[Input]

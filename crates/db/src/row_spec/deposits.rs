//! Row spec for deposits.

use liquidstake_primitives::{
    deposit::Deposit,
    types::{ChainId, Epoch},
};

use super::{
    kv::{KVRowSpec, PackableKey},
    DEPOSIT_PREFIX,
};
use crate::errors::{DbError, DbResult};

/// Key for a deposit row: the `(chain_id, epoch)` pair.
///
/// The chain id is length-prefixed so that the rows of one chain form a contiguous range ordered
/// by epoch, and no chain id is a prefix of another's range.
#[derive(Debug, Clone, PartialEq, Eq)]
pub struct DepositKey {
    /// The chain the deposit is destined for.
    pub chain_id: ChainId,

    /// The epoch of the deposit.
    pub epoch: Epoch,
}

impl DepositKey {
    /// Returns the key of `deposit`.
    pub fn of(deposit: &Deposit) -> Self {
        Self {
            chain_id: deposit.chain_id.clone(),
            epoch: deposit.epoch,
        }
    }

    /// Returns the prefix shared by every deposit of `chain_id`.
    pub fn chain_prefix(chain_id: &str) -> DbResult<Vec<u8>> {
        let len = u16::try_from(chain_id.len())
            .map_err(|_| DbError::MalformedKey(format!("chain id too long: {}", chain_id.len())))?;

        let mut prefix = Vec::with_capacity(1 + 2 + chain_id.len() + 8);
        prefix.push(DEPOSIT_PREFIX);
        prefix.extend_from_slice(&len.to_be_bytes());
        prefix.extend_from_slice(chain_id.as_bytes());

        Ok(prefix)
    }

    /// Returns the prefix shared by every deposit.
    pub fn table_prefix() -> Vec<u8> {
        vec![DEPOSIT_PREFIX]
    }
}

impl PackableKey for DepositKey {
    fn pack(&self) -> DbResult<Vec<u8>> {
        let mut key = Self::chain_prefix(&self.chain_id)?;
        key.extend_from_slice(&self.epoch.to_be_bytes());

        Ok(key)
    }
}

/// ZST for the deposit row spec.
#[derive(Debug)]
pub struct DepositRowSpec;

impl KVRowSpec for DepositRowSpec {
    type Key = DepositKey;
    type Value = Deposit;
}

[/Input]
[Input]

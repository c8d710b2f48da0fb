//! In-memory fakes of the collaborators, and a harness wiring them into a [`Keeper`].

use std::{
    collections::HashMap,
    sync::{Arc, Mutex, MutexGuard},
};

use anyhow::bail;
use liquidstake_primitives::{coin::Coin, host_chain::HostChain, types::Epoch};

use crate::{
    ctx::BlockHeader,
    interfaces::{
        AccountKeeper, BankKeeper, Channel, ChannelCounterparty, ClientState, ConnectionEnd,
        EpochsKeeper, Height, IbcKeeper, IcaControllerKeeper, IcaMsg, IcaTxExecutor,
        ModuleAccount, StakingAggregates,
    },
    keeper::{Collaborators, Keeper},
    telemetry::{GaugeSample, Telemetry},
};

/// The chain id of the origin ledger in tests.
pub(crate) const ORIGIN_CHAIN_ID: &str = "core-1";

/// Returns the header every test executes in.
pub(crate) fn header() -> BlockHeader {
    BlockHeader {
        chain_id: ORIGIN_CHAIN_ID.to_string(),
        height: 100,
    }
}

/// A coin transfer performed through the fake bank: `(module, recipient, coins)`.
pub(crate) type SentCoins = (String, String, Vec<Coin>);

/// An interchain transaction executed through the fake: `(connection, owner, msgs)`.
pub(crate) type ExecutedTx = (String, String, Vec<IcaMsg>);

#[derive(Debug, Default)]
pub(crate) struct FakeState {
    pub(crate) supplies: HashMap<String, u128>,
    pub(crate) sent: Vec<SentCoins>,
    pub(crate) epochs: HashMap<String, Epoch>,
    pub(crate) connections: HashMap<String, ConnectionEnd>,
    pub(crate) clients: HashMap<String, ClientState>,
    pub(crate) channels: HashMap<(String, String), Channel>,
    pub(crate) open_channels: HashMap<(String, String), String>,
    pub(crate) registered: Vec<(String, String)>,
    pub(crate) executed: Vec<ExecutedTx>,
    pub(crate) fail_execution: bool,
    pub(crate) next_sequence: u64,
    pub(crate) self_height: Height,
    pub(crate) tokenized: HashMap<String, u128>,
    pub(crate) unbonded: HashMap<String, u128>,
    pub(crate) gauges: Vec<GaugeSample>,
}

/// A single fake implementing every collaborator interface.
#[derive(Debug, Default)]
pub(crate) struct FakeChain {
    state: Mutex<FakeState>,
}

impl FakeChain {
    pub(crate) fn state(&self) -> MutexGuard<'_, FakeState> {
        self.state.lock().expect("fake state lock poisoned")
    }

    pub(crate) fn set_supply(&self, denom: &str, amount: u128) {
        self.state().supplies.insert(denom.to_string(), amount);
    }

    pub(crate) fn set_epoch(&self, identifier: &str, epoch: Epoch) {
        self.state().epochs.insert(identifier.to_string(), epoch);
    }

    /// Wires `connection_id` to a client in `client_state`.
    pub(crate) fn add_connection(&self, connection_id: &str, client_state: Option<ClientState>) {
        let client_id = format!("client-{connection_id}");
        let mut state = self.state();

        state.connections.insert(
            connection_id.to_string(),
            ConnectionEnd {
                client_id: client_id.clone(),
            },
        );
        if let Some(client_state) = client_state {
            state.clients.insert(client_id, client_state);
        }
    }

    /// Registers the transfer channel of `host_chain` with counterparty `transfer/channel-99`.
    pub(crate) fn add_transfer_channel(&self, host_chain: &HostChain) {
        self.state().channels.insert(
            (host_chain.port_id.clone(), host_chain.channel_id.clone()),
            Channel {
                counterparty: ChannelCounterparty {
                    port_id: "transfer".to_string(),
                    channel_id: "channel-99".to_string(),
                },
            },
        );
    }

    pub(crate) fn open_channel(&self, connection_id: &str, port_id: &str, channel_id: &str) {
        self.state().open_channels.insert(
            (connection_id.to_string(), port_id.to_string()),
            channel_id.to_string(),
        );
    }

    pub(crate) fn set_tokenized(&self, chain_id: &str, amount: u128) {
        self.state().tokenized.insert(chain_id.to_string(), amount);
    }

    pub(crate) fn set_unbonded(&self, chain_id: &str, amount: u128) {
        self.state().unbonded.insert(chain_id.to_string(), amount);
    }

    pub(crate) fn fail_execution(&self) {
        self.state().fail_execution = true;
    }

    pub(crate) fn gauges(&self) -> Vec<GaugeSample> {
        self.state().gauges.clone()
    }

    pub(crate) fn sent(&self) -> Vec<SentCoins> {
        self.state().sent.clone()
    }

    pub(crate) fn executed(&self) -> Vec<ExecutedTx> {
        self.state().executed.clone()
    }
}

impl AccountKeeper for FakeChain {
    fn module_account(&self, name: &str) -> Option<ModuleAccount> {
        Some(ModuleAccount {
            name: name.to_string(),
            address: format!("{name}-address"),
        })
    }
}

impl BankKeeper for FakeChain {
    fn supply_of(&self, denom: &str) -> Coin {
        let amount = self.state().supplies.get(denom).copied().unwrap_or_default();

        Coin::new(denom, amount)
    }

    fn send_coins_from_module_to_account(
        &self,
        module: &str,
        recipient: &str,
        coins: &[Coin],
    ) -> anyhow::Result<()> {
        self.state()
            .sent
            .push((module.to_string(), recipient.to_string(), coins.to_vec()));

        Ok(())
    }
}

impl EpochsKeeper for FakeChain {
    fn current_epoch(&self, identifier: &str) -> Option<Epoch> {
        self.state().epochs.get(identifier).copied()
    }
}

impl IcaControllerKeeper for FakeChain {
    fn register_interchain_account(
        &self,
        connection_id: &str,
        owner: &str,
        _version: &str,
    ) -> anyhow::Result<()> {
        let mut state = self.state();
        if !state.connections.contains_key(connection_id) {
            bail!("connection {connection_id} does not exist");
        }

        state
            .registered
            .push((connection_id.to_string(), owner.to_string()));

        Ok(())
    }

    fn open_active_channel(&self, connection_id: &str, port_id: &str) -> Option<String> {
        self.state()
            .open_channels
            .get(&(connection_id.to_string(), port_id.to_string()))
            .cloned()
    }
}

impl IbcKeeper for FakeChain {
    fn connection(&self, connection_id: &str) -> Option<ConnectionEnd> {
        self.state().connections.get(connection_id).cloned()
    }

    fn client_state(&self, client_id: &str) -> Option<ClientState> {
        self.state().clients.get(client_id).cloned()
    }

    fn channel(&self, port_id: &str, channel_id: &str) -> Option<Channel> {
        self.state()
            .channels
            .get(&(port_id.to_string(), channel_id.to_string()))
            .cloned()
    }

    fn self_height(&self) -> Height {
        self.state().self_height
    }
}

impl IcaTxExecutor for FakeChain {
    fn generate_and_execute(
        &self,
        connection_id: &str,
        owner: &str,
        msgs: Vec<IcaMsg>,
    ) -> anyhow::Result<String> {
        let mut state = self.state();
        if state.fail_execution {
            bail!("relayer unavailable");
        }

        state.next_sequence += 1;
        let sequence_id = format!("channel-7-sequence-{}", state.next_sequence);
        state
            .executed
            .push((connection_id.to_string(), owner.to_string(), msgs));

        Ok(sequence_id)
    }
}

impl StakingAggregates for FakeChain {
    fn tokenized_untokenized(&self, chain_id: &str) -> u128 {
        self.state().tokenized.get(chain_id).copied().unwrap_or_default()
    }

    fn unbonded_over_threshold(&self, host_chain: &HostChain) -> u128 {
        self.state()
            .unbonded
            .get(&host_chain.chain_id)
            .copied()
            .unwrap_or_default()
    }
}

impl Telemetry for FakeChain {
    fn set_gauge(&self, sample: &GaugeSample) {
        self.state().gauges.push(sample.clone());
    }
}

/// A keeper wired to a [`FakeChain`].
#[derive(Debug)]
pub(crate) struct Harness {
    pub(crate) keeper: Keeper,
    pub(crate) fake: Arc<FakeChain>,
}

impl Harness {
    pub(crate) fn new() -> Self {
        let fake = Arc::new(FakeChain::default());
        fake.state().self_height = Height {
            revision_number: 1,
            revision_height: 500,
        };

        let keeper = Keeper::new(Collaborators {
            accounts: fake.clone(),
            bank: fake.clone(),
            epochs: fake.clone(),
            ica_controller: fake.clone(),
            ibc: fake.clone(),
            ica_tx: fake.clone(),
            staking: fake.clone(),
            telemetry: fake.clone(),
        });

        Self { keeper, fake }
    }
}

[/Input]

Exercise requirements
Please provide nothing but the number of lines in the records that hold the string "DepositKey".

Answer for the task
4